Ein schwieriges Unterfangen bei der Inkompatibilität der Armeen.
Wir wissen durch den Angriffskrieg auf die Ukraine, dass Friede keine Selbstverständlichkeit ist. Wir haben 27 Heere und diese sind großteils nicht kompatibel – da sie kein gemeinsames Beschaffungswesen haben, keine Normen, keine gemeinsamen Pläne. Das soll sich jetzt durch den Strategischen Kompass der EU, den auch Österreich mitbeschlossen hat, ändern. Dieser würde die Zusammenarbeit der nationalen Heere verstärken und wäre ein erster wichtiger Schritt zu einer gemeinsamen EU-Verteidigungsunion. Es geht darum, die nationalen Armeen im Sinne der europäischen Zusammenarbeit zu reformieren und zu stärken. Das spart Geld und erhöht die Effizienz. Daher trete ich auch dafür ein. Wir müssen den Strategischen Kompass auf konkrete Projekte herunterbrechen und der Bevölkerung erklären, was die Zusammenarbeit bringt. Ich fordere, dass die national angekündigten Investitionen in die Heere, im Sinne und auf Basis dieses Plans geschehen.
Gehen wir zurück zum Klimawandel. Wir kennen die Folgen des Klimawandels seit dem Bericht des Club of Rome vor 50 Jahren. Wenn uns die Kinder und Kindeskinder Totalversagen vorwerfen, haben sie recht?

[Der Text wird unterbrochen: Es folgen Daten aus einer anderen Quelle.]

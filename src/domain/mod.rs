//! Domain layer containing business logic and domain types.
//!
//! # Module Organization
//!
//! - `receipt` - Extracted receipts, validation rules, provider output parsing, prompts

pub mod receipt;
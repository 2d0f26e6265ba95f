//! Application layer - Commands, Queries, and Handlers.
//!
//! This layer orchestrates domain operations and coordinates between ports.
//! Commands (extract, ask, transcribe) change or consume the cached receipt;
//! the single query reads it.

pub mod handlers;

pub use handlers::{
    AskQuestionCommand, AskQuestionError, AskQuestionHandler, AskQuestionResult,
    ExtractReceiptCommand, ExtractReceiptConfig, ExtractReceiptError, ExtractReceiptHandler,
    ExtractReceiptResult, GetLastResultHandler, GetLastResultQuery, LastResult,
    TranscribeQuestionCommand, TranscribeQuestionError, TranscribeQuestionHandler,
    TranscribeQuestionResult,
};
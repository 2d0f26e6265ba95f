//! AI provider configuration

use secrecy::{ExposeSecret, Secret};
use serde::Deserialize;
use std::time::Duration;

use super::error::ValidationError;

/// AI provider configuration
#[derive(Debug, Clone, Deserialize)]
pub struct AiConfig {
    /// OpenAI API key
    pub openai_api_key: Option<Secret<String>>,

    /// API base URL
    #[serde(default = "default_base_url")]
    pub base_url: String,

    /// Model reading receipt images
    #[serde(default = "default_extraction_model")]
    pub extraction_model: String,

    /// Model answering questions
    #[serde(default = "default_chat_model")]
    pub chat_model: String,

    /// Speech-to-text models, tried in order (comma-separated)
    #[serde(default = "default_transcription_models")]
    pub transcription_models: String,

    /// Request timeout in seconds
    #[serde(default = "default_timeout")]
    pub timeout_secs: u64,

    /// Maximum retries on transient failure
    #[serde(default)]
    pub max_retries: u32,
}

impl AiConfig {
    /// Get timeout as Duration
    pub fn timeout(&self) -> Duration {
        Duration::from_secs(self.timeout_secs)
    }

    /// Check if an OpenAI key is configured
    pub fn has_openai(&self) -> bool {
        self.openai_api_key
            .as_ref()
            .is_some_and(|k| !k.expose_secret().trim().is_empty())
    }

    /// Transcription models in fallback order
    pub fn transcription_models_list(&self) -> Vec<String> {
        self.transcription_models
            .split(',')
            .map(|m| m.trim().to_string())
            .filter(|m| !m.is_empty())
            .collect()
    }

    /// Validate AI configuration
    pub fn validate(&self) -> Result<(), ValidationError> {
        if !self.has_openai() {
            return Err(ValidationError::MissingRequired("OPENAI_API_KEY"));
        }
        if !(self.base_url.starts_with("http://") || self.base_url.starts_with("https://")) {
            return Err(ValidationError::InvalidBaseUrl(self.base_url.clone()));
        }
        if self.timeout_secs == 0 || self.timeout_secs > 600 {
            return Err(ValidationError::InvalidAiTimeout);
        }
        if self.transcription_models_list().is_empty() {
            return Err(ValidationError::NoTranscriptionModels);
        }
        Ok(())
    }
}

impl Default for AiConfig {
    fn default() -> Self {
        Self {
            openai_api_key: None,
            base_url: default_base_url(),
            extraction_model: default_extraction_model(),
            chat_model: default_chat_model(),
            transcription_models: default_transcription_models(),
            timeout_secs: default_timeout(),
            max_retries: 0,
        }
    }
}

fn default_base_url() -> String {
    "https://api.openai.com/v1".to_string()
}

fn default_extraction_model() -> String {
    "gpt-4o".to_string()
}

fn default_chat_model() -> String {
    "gpt-4o-mini".to_string()
}

fn default_transcription_models() -> String {
    "gpt-4o-transcribe,gpt-4o-mini-transcribe,whisper-1".to_string()
}

fn default_timeout() -> u64 {
    120
}
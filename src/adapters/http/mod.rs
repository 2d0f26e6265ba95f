//! HTTP adapters - REST API implementations.
//!
//! Each domain module has its own HTTP adapter for endpoint exposure.

pub mod receipt;

// Re-export key types for convenience
pub use receipt::{receipt_router, ReceiptAppState};
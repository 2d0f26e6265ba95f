//! Schema Validator Port - Receipt shape validation interface.
//!
//! The extraction handler depends on this trait, while adapters (like
//! JsonSchemaValidator) provide the implementation.

use serde_json::Value;
use thiserror::Error;

use crate::domain::receipt::ExtractedDocument;

/// Port for validating extracted documents against the receipt schema.
///
/// # Contract
///
/// Implementations must:
/// - Confirm the schema itself is well-formed before using it
/// - Report every violation, not only the first
/// - Provide schema access for introspection
pub trait ReceiptSchemaValidator: Send + Sync {
    /// Validate a document against the receipt schema.
    fn validate(&self, document: &ExtractedDocument) -> Result<(), SchemaError>;

    /// Get the raw JSON Schema.
    fn schema(&self) -> &Value;
}

/// A single schema violation.
#[derive(Debug, Clone, PartialEq, Eq, Error)]
pub enum SchemaViolation {
    #[error("Falta el campo obligatorio: {field}")]
    MissingRequired { field: String },

    #[error("Tipo inválido en {field}: se esperaba {expected}, llegó {actual}")]
    InvalidType {
        field: String,
        expected: String,
        actual: String,
    },

    #[error("El valor de {field} es menor que el mínimo {min}")]
    BelowMinimum { field: String, min: String },

    #[error("El campo {field} tiene menos de {min} caracteres")]
    TooShort { field: String, min: usize },

    #[error("El campo {field} debe ser uno de {allowed}")]
    NotInEnum { field: String, allowed: String },

    #[error("Campo no esperado: {field}")]
    UnexpectedField { field: String },
}

impl SchemaViolation {
    /// Path of the offending field.
    pub fn field(&self) -> &str {
        match self {
            SchemaViolation::MissingRequired { field }
            | SchemaViolation::InvalidType { field, .. }
            | SchemaViolation::BelowMinimum { field, .. }
            | SchemaViolation::TooShort { field, .. }
            | SchemaViolation::NotInEnum { field, .. }
            | SchemaViolation::UnexpectedField { field } => field,
        }
    }
}

/// Errors from schema validation.
#[derive(Debug, Clone, Error)]
pub enum SchemaError {
    /// The schema definition itself is malformed.
    #[error("esquema inválido en {path}: {reason}")]
    InvalidSchema { path: String, reason: String },

    /// The document does not conform.
    #[error("la boleta no cumple el esquema: {}", summarize(.0))]
    Violations(Vec<SchemaViolation>),
}

impl SchemaError {
    /// Violations carried by this error (empty for schema definition errors).
    pub fn violations(&self) -> &[SchemaViolation] {
        match self {
            SchemaError::Violations(v) => v,
            SchemaError::InvalidSchema { .. } => &[],
        }
    }
}

fn summarize(violations: &[SchemaViolation]) -> String {
    violations
        .iter()
        .map(ToString::to_string)
        .collect::<Vec<_>>()
        .join("; ")
}
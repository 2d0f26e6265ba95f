//! OpenAI Provider - Implementation of AIProvider for OpenAI's Responses API.
//!
//! Supports multimodal input (text plus inline images) and JSON output mode.
//!
//! # Configuration
//!
//! ```ignore
//! let config = OpenAIConfig::new(api_key)
//!     .with_model("gpt-4o")
//!     .with_base_url("https://api.openai.com/v1");
//!
//! let provider = OpenAIProvider::new(config)?;
//! ```
//!
//! # Response normalisation
//!
//! The generated text is the concatenation of every `output_text` part of
//! every `message` item in `output`. A response with no such part is an
//! `AIError::Parse`; there is no fallback to other fields.

use async_trait::async_trait;
use reqwest::{Client, Response};
use secrecy::{ExposeSecret, Secret};
use serde::{Deserialize, Serialize};
use std::time::Duration;
use tokio::time::sleep;

use crate::ports::{
    AIError, AIProvider, CompletionRequest, CompletionResponse, ContentPart, FinishReason,
    MessageRole, ResponseFormat, TokenUsage,
};

/// Default OpenAI API base URL.
pub const DEFAULT_BASE_URL: &str = "https://api.openai.com/v1";

/// Configuration for the OpenAI provider.
#[derive(Debug, Clone)]
pub struct OpenAIConfig {
    /// API key for authentication.
    api_key: Secret<String>,
    /// Model used when a request does not name one.
    pub model: String,
    /// Base URL for the API.
    pub base_url: String,
    /// Request timeout.
    pub timeout: Duration,
    /// Maximum retries on transient failures.
    pub max_retries: u32,
}

impl OpenAIConfig {
    /// Creates a new configuration with the given API key.
    pub fn new(api_key: impl Into<String>) -> Self {
        Self {
            api_key: Secret::new(api_key.into()),
            model: "gpt-4o".to_string(),
            base_url: DEFAULT_BASE_URL.to_string(),
            timeout: Duration::from_secs(120),
            max_retries: 0,
        }
    }

    /// Sets the default model.
    pub fn with_model(mut self, model: impl Into<String>) -> Self {
        self.model = model.into();
        self
    }

    /// Sets the base URL.
    pub fn with_base_url(mut self, url: impl Into<String>) -> Self {
        self.base_url = url.into().trim_end_matches('/').to_string();
        self
    }

    /// Sets the request timeout.
    pub fn with_timeout(mut self, timeout: Duration) -> Self {
        self.timeout = timeout;
        self
    }

    /// Sets the maximum retry count.
    pub fn with_max_retries(mut self, max_retries: u32) -> Self {
        self.max_retries = max_retries;
        self
    }

    /// Exposes the API key (for making requests).
    pub(crate) fn api_key(&self) -> &str {
        self.api_key.expose_secret()
    }
}

/// OpenAI API provider implementation.
pub struct OpenAIProvider {
    config: OpenAIConfig,
    client: Client,
}

impl OpenAIProvider {
    /// Creates a new OpenAI provider with the given configuration.
    pub fn new(config: OpenAIConfig) -> Result<Self, AIError> {
        let client = Client::builder()
            .timeout(config.timeout)
            .build()
            .map_err(|e| AIError::InvalidRequest(format!("Failed to create HTTP client: {}", e)))?;

        Ok(Self { config, client })
    }

    /// Builds the responses endpoint URL.
    fn responses_url(&self) -> String {
        format!("{}/responses", self.config.base_url)
    }

    /// Converts our request to OpenAI's format.
    fn to_openai_request(&self, request: &CompletionRequest) -> OpenAIRequest {
        let mut input = Vec::new();

        if let Some(ref prompt) = request.system_prompt {
            input.push(InputMessage {
                role: "system",
                content: vec![InputContent::InputText {
                    text: prompt.clone(),
                }],
            });
        }

        for msg in &request.messages {
            let role = match msg.role {
                MessageRole::System => "system",
                MessageRole::User => "user",
                MessageRole::Assistant => "assistant",
            };
            let content = msg
                .content
                .iter()
                .map(|part| match (part, msg.role) {
                    (ContentPart::Text { text }, MessageRole::Assistant) => {
                        InputContent::OutputText { text: text.clone() }
                    }
                    (ContentPart::Text { text }, _) => InputContent::InputText { text: text.clone() },
                    (ContentPart::Image { url, detail }, _) => InputContent::InputImage {
                        image_url: url.clone(),
                        detail: detail.as_str(),
                    },
                })
                .collect();
            input.push(InputMessage { role, content });
        }

        OpenAIRequest {
            model: request
                .model
                .clone()
                .unwrap_or_else(|| self.config.model.clone()),
            input,
            max_output_tokens: request.max_tokens,
            text: match request.response_format {
                ResponseFormat::Text => None,
                ResponseFormat::JsonObject => Some(TextOptions {
                    format: TextFormat {
                        kind: "json_object",
                    },
                }),
            },
        }
    }

    /// Sends a request.
    async fn send_request(&self, request: &CompletionRequest) -> Result<Response, AIError> {
        let openai_request = self.to_openai_request(request);

        self.client
            .post(self.responses_url())
            .bearer_auth(self.config.api_key())
            .json(&openai_request)
            .send()
            .await
            .map_err(|e| map_transport_error(e, self.config.timeout))
    }

    /// Parses a response into our format.
    async fn parse_response(&self, response: Response) -> Result<CompletionResponse, AIError> {
        let response = handle_response_status(response).await?;

        let body: OpenAIResponse = response
            .json()
            .await
            .map_err(|e| AIError::parse(format!("Failed to parse response: {}", e)))?;

        let prices = price_per_million(&body.model);
        normalize_response(body, prices)
    }
}

#[async_trait]
impl AIProvider for OpenAIProvider {
    async fn complete(&self, request: CompletionRequest) -> Result<CompletionResponse, AIError> {
        let mut retry_count = 0;

        loop {
            let result = match self.send_request(&request).await {
                Ok(response) => self.parse_response(response).await,
                Err(err) => Err(err),
            };

            match result {
                Ok(completion) => {
                    tracing::info!(
                        operation = %request.metadata.operation,
                        trace_id = %request.metadata.trace_id,
                        model = %completion.model,
                        prompt_tokens = completion.usage.prompt_tokens,
                        completion_tokens = completion.usage.completion_tokens,
                        cost_cents = completion.usage.estimated_cost_cents,
                        "Completion finished"
                    );
                    return Ok(completion);
                }
                Err(err) if err.is_retryable() && retry_count < self.config.max_retries => {
                    tracing::warn!(
                        trace_id = %request.metadata.trace_id,
                        attempt = retry_count + 1,
                        "Retrying completion after error: {}",
                        err
                    );
                }
                Err(err) => return Err(err),
            }

            // Exponential backoff: 1s, 2s, 4s, ...
            sleep(Duration::from_secs(1 << retry_count.min(5))).await;
            retry_count += 1;
        }
    }
}

/// Maps reqwest transport failures to provider errors.
pub(crate) fn map_transport_error(e: reqwest::Error, timeout: Duration) -> AIError {
    if e.is_timeout() {
        AIError::Timeout {
            timeout_secs: timeout.as_secs() as u32,
        }
    } else if e.is_connect() {
        AIError::network(format!("Connection failed: {}", e))
    } else {
        AIError::network(e.to_string())
    }
}

/// Checks the HTTP status and turns failures into provider errors.
pub(crate) async fn handle_response_status(response: Response) -> Result<Response, AIError> {
    let status = response.status();

    if status.is_success() {
        return Ok(response);
    }

    let error_body = response.text().await.unwrap_or_default();
    Err(status_error(status.as_u16(), &error_body))
}

/// Provider error for a non-success status code.
fn status_error(status: u16, error_body: &str) -> AIError {
    match status {
        401 | 403 => AIError::AuthenticationFailed,
        429 => AIError::rate_limited(parse_retry_after(error_body)),
        400 | 404 | 413 | 415 | 422 => AIError::InvalidRequest(error_message(error_body)),
        500..=599 => AIError::unavailable(format!(
            "Server error {}: {}",
            status,
            error_message(error_body)
        )),
        _ => AIError::network(format!(
            "Unexpected status {}: {}",
            status,
            error_message(error_body)
        )),
    }
}

/// Extracts `error.message` from an OpenAI error body, or returns the body as is.
fn error_message(error_body: &str) -> String {
    serde_json::from_str::<serde_json::Value>(error_body)
        .ok()
        .and_then(|v| {
            v.get("error")
                .and_then(|e| e.get("message"))
                .and_then(|m| m.as_str())
                .map(str::to_string)
        })
        .unwrap_or_else(|| error_body.to_string())
}

/// Parses retry-after from error response.
fn parse_retry_after(error_body: &str) -> u32 {
    // OpenAI sometimes says "try again in Xs"; default to 30 seconds.
    let message = error_message(error_body);
    if let Some(idx) = message.find("try again in ") {
        let rest = &message[idx + 13..];
        let digits: String = rest.chars().take_while(|c| c.is_ascii_digit()).collect();
        if let Ok(secs) = digits.parse::<u32>() {
            return secs;
        }
    }
    30
}

/// (prompt, completion) price in cents per 1M tokens.
fn price_per_million(model: &str) -> (u64, u64) {
    match model {
        m if m.starts_with("gpt-4o-mini") => (15, 60),
        m if m.starts_with("gpt-4o") => (250, 1000),
        m if m.starts_with("gpt-4.1-mini") => (40, 160),
        m if m.starts_with("gpt-4.1") => (200, 800),
        _ => (250, 1000),
    }
}

/// Estimated cost in cents.
fn calculate_cost(prices: (u64, u64), prompt_tokens: u32, completion_tokens: u32) -> u32 {
    let prompt_cost = (prompt_tokens as u64 * prices.0) / 1_000_000;
    let completion_cost = (completion_tokens as u64 * prices.1) / 1_000_000;
    (prompt_cost + completion_cost) as u32
}

/// Turns a Responses API body into a completion, failing when it carries no text.
fn normalize_response(
    body: OpenAIResponse,
    prices: (u64, u64),
) -> Result<CompletionResponse, AIError> {
    let mut text = String::new();
    let mut refusal = None;

    for item in &body.output {
        if let OutputItem::Message { content } = item {
            for part in content {
                match part {
                    OutputContent::OutputText { text: t } => text.push_str(t),
                    OutputContent::Refusal { refusal: r } => refusal = Some(r.clone()),
                    OutputContent::Other => {}
                }
            }
        }
    }

    if text.is_empty() {
        return Err(match refusal {
            Some(reason) => AIError::content_filtered(reason),
            None => AIError::parse("Response contains no output text"),
        });
    }

    let finish_reason = match body
        .incomplete_details
        .as_ref()
        .and_then(|d| d.reason.as_deref())
    {
        Some("max_output_tokens") => FinishReason::Length,
        Some("content_filter") => FinishReason::ContentFilter,
        _ => FinishReason::Stop,
    };

    let usage = body
        .usage
        .map(|u| {
            TokenUsage::new(
                u.input_tokens,
                u.output_tokens,
                calculate_cost(prices, u.input_tokens, u.output_tokens),
            )
        })
        .unwrap_or_default();

    Ok(CompletionResponse {
        content: text,
        usage,
        model: body.model,
        finish_reason,
    })
}

// ----- OpenAI API Types -----

#[derive(Debug, Serialize)]
struct OpenAIRequest {
    model: String,
    input: Vec<InputMessage>,
    #[serde(skip_serializing_if = "Option::is_none")]
    max_output_tokens: Option<u32>,
    #[serde(skip_serializing_if = "Option::is_none")]
    text: Option<TextOptions>,
}

#[derive(Debug, Serialize)]
struct InputMessage {
    role: &'static str,
    content: Vec<InputContent>,
}

#[derive(Debug, Serialize)]
#[serde(tag = "type", rename_all = "snake_case")]
enum InputContent {
    InputText { text: String },
    OutputText { text: String },
    InputImage { image_url: String, detail: &'static str },
}

#[derive(Debug, Serialize)]
struct TextOptions {
    format: TextFormat,
}

#[derive(Debug, Serialize)]
struct TextFormat {
    #[serde(rename = "type")]
    kind: &'static str,
}

#[derive(Debug, Deserialize)]
struct OpenAIResponse {
    model: String,
    #[serde(default)]
    output: Vec<OutputItem>,
    usage: Option<OpenAIUsage>,
    incomplete_details: Option<IncompleteDetails>,
}

#[derive(Debug, Deserialize)]
#[serde(tag = "type", rename_all = "snake_case")]
enum OutputItem {
    Message {
        #[serde(default)]
        content: Vec<OutputContent>,
    },
    #[serde(other)]
    Other,
}

#[derive(Debug, Deserialize)]
#[serde(tag = "type", rename_all = "snake_case")]
enum OutputContent {
    OutputText { text: String },
    Refusal { refusal: String },
    #[serde(other)]
    Other,
}

#[derive(Debug, Deserialize)]
struct OpenAIUsage {
    input_tokens: u32,
    output_tokens: u32,
}

#[derive(Debug, Deserialize)]
struct IncompleteDetails {
    reason: Option<String>,
}
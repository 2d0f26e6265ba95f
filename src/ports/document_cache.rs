//! Document Cache Port - The single slot holding the last extracted receipt.
//!
//! One document at a time: `store` replaces it wholesale, `load` returns it.
//! There is no merging, versioning or expiry.

use async_trait::async_trait;
use thiserror::Error;

use crate::domain::receipt::ExtractedDocument;

/// Errors that can occur during cache operations
#[derive(Debug, Error)]
pub enum CacheError {
    /// The in-memory slot was updated but the snapshot could not be written.
    #[error("failed to persist snapshot to {path}: {message}")]
    Persist { path: String, message: String },

    #[error("failed to serialize document: {0}")]
    Serialization(String),
}

/// Where a loaded document came from.
#[derive(Debug, Clone, Copy, PartialEq, Eq)]
pub enum CacheSource {
    Memory,
    Snapshot,
}

/// Port for the last-document slot.
#[async_trait]
pub trait DocumentCache: Send + Sync {
    /// Replace the current document.
    ///
    /// # Errors
    /// `CacheError::Persist` when a durable copy could not be written. The
    /// in-memory slot holds the new document regardless.
    async fn store(&self, document: ExtractedDocument) -> Result<(), CacheError>;

    /// Load the current document, `None` when nothing has been extracted yet.
    async fn load(&self) -> Option<(ExtractedDocument, CacheSource)>;
}
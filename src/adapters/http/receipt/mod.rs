//! HTTP adapter for receipt endpoints.
//!
//! Exposes extraction, question answering (typed and spoken), the last
//! result, a health check and the static page.

mod dto;
mod handlers;
mod routes;

pub use dto::{
    ChatRequest, ChatResponse, ErrorResponse, ExtractResponse, HealthResponse, NoResultResponse,
    TranscribeResponse,
};
pub use handlers::{ReceiptApiError, ReceiptAppState, UPLOAD_FIELD};
pub use routes::{receipt_router, receipt_routes};
//! Ruleset catalog: categories, choices and per-team caps.
//!
//! Loaded once at startup from a JSON document and immutable afterwards.
//! Availability computation works on derived copies only; the catalog itself
//! is never decremented.

use crate::error::{EngineError, Result};
use crate::types::{CategoryId, ChoiceId};
use serde::{Deserialize, Serialize};
use std::collections::HashSet;
use std::fs::File;
use std::io::{BufReader, Read};
use std::path::Path;

/// A selectable item within a category.
#[derive(Clone, Debug, PartialEq, Eq, Serialize, Deserialize)]
pub struct ChoiceItem {
    pub id: ChoiceId,
    pub name: String,

    /// Maximum simultaneous selections of this item among users in a single
    /// team channel. `None` means unlimited.
    pub max_per_team: Option<i64>,
}

/// One selection dimension (e.g. "ordnance", "titan") with independent caps.
#[derive(Clone, Debug, PartialEq, Eq, Serialize, Deserialize)]
pub struct Category {
    pub id: CategoryId,
    pub name: String,
    pub choices: Vec<ChoiceItem>,
}

/// Wire shape of the ruleset document.
#[derive(Debug, Deserialize)]
struct RulesetDoc {
    categories: Vec<Category>,
}

/// The loaded, validated catalog. Read-only after load.
#[derive(Clone, Debug)]
pub struct Ruleset {
    categories: Vec<Category>,
}

impl Ruleset {
    /// Build a ruleset from already-parsed categories, applying the same
    /// validation as document loading.
    pub fn new(categories: Vec<Category>) -> Result<Self> {
        Self::validate(&categories)?;
        Ok(Self { categories })
    }

    /// Parse and validate a JSON ruleset document.
    pub fn from_str(doc: &str) -> Result<Self> {
        let doc: RulesetDoc =
            serde_json::from_str(doc).map_err(|e| EngineError::Config(e.to_string()))?;
        Self::new(doc.categories)
    }

    /// Parse and validate a JSON ruleset document from a reader.
    pub fn from_reader(reader: impl Read) -> Result<Self> {
        let doc: RulesetDoc =
            serde_json::from_reader(reader).map_err(|e| EngineError::Config(e.to_string()))?;
        Self::new(doc.categories)
    }

    /// Load a ruleset document from a file.
    pub fn load(path: impl AsRef<Path>) -> Result<Self> {
        let file = File::open(path)?;
        Self::from_reader(BufReader::new(file))
    }

    fn validate(categories: &[Category]) -> Result<()> {
        let mut seen_categories = HashSet::new();
        for category in categories {
            if !seen_categories.insert(&category.id) {
                return Err(EngineError::Config(format!(
                    "duplicate category id: {}",
                    category.id
                )));
            }

            let mut seen_choices = HashSet::new();
            for choice in &category.choices {
                if !seen_choices.insert(&choice.id) {
                    return Err(EngineError::Config(format!(
                        "duplicate choice id {} in category {}",
                        choice.id, category.id
                    )));
                }
                if let Some(max) = choice.max_per_team {
                    if max < 0 {
                        return Err(EngineError::Config(format!(
                            "negative max_per_team for {} in category {}",
                            choice.id, category.id
                        )));
                    }
                }
            }
        }
        Ok(())
    }

    /// All categories, in document order.
    pub fn categories(&self) -> &[Category] {
        &self.categories
    }

    /// Look up one category by id.
    pub fn category(&self, id: &CategoryId) -> Result<&Category> {
        self.categories
            .iter()
            .find(|c| &c.id == id)
            .ok_or_else(|| EngineError::UnknownCategory(id.clone()))
    }

    /// Whether a category id is part of the catalog.
    pub fn has_category(&self, id: &CategoryId) -> bool {
        self.categories.iter().any(|c| &c.id == id)
    }
}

Unsere Kinder können uns vorwerfen, dass wir zu spät zugehört, zu spät die Augen aufgemacht und zu spät tiefgreifend gehandelt haben. Aber: Das, was jetzt passiert und was die Politik in Europa seit Jahren macht, ist, den Schalter umzudrehen. Daher können sie uns noch nicht vorwerfen, dass wir versagt haben, wenn wir das tun und das erreichen, was wir uns vorgenommen haben. Daher bin ich sehr dagegen, dass wir den Krieg, die Inflation, die Teuerung und die Pandemie gegen die notwendigen Maßnahmen des Klimawandels ausspielen. Sondern eigentlich ist das Paket eines, das uns nach vorne bringt und Zukunft sichert. Unabhängiger zu werden heißt, nicht erpressbar zu sein. Weltmarktführer zu werden heißt, die Wettbewerbsfähigkeit des Kontinents zu erhöhen. Klimaneutral zu sein heißt, die Folgeschäden des Klimawandels einzubremsen. Wir dürfen aber nicht naiv sein. Alles das, was wir bisher beschlossen haben, reicht nicht aus. Die letzte Klimakonferenz in Berlin hat deutlich gezeigt, dass wir im Moment am Weg zu drei Grad Erderwärmung sind. Wir müssen auf unter zwei Grad zurückkommen. Daher zeigt uns auch die Thematik, die wir jetzt haben, Teuerung, Lieferketten, Erpressbarkeit und zu geringe Umstellung auf Erneuerbare, dass wir diesen Prozess beschleunigen müssen. Wenn wir das nicht machen, überholen uns auch im Kampf gegen den Klimawandel im Punkto Wettbewerbsfähigkeit andere. Bei uns bleiben dann soziale Spannungen, Erpressbarkeit und Spaltungstendenzen zurück. Ich werde alles tun, damit die ökosoziale Marktwirtschaft nicht wieder in die Teile Marktwirtschaft versus Sozialpolitik versus ökologische Verantwortung zerfällt. Wenn wir das schaffen, dann war es nicht zu spät. Ich würde nicht von Versagen sprechen, aber Versäumnisse kann man uns unterstellen. Das Endurteil ist hoffentlich noch nicht zu fällen. Auch die Mondmission wurde innerhalb von acht Jahren aufgestellt. Auch wir haben noch acht Jahre Zeit.
Haben wir auch die richtigen politischen Akteure dafür?
Salopp gesagt: In jeder Diktatur nein und in jeder Demokratie sind wir selbst dafür verantwortlich. Aber: Ich würde mir wieder einen verstärkten Wettbewerb von Menschen aus der Gesellschaft wünschen. Mir fehlt die Suche nach den Besten, es sind zu wenig Verantwortung und Weitblick vorhanden. Jene Staatsfrauen und Staatspolitiker, die Verantwortung übernehmen und für das werben, was richtig und wichtig ist, sind spärlich. Es braucht Mut, Ehrlichkeit und Verantwortung. In Österreich wie in Europa.